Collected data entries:
%%

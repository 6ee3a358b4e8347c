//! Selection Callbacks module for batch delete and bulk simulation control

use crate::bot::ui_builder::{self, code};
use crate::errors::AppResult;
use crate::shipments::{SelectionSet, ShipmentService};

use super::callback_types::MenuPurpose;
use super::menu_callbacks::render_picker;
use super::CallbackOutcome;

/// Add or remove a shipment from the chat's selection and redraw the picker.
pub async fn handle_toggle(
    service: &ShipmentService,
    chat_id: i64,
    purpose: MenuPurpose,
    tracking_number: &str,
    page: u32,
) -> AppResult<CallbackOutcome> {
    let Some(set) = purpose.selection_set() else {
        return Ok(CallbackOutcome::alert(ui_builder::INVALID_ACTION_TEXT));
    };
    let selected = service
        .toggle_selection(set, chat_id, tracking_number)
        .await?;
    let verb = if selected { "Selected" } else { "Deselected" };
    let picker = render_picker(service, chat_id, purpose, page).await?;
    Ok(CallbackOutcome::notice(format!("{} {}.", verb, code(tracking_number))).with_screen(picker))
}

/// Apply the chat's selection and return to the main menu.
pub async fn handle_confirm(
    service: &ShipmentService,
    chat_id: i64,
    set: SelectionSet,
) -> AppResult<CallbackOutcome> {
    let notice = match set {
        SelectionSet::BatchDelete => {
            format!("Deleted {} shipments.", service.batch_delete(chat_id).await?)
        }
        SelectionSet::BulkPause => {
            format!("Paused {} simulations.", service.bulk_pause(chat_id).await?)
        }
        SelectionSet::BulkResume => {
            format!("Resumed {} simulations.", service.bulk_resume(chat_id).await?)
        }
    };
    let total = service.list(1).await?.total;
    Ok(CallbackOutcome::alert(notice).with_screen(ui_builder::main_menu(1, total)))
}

%%

**Your assignment**: In the records above, some lines may contain the word "simulations"; copy every one of them.

**Your solution**:
            format!("Paused {} simulations.", service.bulk_pause(chat_id).await?)
            format!("Resumed {} simulations.", service.bulk_resume(chat_id).await?)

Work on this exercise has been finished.